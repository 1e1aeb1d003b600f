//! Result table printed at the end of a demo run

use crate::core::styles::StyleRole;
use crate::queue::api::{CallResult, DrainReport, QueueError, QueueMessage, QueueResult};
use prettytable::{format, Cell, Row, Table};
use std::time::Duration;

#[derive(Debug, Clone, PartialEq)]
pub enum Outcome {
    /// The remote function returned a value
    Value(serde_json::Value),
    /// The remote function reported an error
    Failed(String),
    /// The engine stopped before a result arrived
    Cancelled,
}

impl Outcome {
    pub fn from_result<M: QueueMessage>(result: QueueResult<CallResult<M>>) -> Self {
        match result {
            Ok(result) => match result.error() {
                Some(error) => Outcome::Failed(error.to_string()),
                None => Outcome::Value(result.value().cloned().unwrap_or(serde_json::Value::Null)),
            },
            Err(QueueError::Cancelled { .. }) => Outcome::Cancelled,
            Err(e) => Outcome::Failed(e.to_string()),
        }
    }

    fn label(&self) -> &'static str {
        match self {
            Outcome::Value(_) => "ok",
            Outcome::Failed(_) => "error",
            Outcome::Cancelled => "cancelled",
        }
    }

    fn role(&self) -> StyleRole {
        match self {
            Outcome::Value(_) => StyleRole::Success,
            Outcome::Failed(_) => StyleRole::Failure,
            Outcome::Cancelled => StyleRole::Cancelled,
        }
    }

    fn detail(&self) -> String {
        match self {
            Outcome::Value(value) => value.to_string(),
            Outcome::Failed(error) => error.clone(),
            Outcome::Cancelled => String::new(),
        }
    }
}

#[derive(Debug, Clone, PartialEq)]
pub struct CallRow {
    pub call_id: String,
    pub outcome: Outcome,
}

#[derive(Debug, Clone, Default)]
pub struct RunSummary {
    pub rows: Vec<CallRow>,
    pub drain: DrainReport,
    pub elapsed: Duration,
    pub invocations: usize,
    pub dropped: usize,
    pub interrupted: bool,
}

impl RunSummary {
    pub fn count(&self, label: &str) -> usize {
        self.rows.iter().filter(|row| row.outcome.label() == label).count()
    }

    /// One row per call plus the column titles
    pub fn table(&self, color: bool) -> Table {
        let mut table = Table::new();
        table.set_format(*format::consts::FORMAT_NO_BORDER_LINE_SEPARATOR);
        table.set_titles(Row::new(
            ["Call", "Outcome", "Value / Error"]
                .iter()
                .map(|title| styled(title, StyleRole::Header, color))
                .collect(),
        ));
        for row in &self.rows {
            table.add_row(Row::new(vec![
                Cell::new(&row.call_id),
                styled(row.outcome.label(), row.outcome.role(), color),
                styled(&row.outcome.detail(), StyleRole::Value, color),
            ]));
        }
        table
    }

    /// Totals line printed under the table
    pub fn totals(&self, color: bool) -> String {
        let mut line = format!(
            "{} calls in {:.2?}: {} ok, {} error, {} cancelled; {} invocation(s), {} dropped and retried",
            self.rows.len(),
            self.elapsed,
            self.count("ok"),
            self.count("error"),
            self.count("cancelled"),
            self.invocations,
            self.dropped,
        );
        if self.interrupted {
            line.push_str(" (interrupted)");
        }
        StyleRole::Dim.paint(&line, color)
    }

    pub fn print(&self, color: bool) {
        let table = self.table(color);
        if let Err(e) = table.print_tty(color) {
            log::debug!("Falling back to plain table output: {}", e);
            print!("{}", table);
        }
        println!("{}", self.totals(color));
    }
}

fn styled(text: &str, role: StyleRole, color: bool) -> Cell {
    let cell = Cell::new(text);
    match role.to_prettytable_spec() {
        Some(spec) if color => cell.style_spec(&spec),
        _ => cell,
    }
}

* * *

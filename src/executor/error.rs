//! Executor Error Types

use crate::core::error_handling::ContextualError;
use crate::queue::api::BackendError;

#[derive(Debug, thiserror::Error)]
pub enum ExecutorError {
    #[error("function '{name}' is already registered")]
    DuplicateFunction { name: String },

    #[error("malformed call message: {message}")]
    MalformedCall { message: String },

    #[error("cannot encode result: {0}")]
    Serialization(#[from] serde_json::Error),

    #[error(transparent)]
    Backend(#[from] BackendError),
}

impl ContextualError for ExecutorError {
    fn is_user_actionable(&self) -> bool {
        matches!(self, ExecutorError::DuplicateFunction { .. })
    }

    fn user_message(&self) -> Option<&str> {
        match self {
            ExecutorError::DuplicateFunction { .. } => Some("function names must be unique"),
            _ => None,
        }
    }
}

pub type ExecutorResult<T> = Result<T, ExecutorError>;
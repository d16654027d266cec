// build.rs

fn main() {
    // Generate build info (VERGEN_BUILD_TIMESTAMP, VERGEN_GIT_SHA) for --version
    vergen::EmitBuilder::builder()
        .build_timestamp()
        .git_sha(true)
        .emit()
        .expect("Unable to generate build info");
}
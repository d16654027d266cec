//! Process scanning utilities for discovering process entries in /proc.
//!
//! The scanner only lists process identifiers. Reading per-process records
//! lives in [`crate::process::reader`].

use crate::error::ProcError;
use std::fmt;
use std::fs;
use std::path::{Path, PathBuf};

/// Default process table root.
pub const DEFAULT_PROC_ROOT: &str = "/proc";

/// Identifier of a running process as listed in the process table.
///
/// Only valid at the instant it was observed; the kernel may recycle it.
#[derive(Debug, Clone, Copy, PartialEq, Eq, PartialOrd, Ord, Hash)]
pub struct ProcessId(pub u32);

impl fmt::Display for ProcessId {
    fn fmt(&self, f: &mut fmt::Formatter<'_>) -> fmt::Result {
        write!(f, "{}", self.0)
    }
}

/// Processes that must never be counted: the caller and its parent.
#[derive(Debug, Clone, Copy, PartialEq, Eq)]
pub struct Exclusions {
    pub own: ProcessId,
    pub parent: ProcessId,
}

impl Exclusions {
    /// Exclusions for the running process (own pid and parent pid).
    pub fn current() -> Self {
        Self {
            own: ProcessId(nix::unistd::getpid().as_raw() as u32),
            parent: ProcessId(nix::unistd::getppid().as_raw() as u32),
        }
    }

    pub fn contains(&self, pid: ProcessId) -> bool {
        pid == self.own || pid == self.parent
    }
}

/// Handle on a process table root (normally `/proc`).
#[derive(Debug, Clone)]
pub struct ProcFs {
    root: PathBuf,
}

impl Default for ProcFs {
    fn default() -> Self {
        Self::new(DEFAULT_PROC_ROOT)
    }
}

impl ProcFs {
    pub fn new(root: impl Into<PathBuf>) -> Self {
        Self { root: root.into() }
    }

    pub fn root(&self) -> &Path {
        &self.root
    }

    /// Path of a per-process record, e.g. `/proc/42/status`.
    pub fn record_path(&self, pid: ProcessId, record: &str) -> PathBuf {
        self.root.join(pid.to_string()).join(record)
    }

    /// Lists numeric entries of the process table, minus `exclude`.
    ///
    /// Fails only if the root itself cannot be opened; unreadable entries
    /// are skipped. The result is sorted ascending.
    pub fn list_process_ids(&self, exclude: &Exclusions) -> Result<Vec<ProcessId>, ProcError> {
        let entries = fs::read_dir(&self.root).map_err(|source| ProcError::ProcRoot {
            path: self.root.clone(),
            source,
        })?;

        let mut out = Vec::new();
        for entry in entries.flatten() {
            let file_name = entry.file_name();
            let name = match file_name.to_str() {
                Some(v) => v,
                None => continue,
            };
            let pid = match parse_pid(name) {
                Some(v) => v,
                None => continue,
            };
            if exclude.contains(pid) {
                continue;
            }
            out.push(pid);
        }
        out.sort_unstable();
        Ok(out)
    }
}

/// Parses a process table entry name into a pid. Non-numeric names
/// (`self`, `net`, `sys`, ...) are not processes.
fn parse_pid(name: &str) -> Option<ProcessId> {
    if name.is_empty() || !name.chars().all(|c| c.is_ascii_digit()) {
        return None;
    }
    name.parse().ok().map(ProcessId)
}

What to work on: Line count for the string "iter": please say how many lines in the entries above contain it, with no other words.

Task solution: 2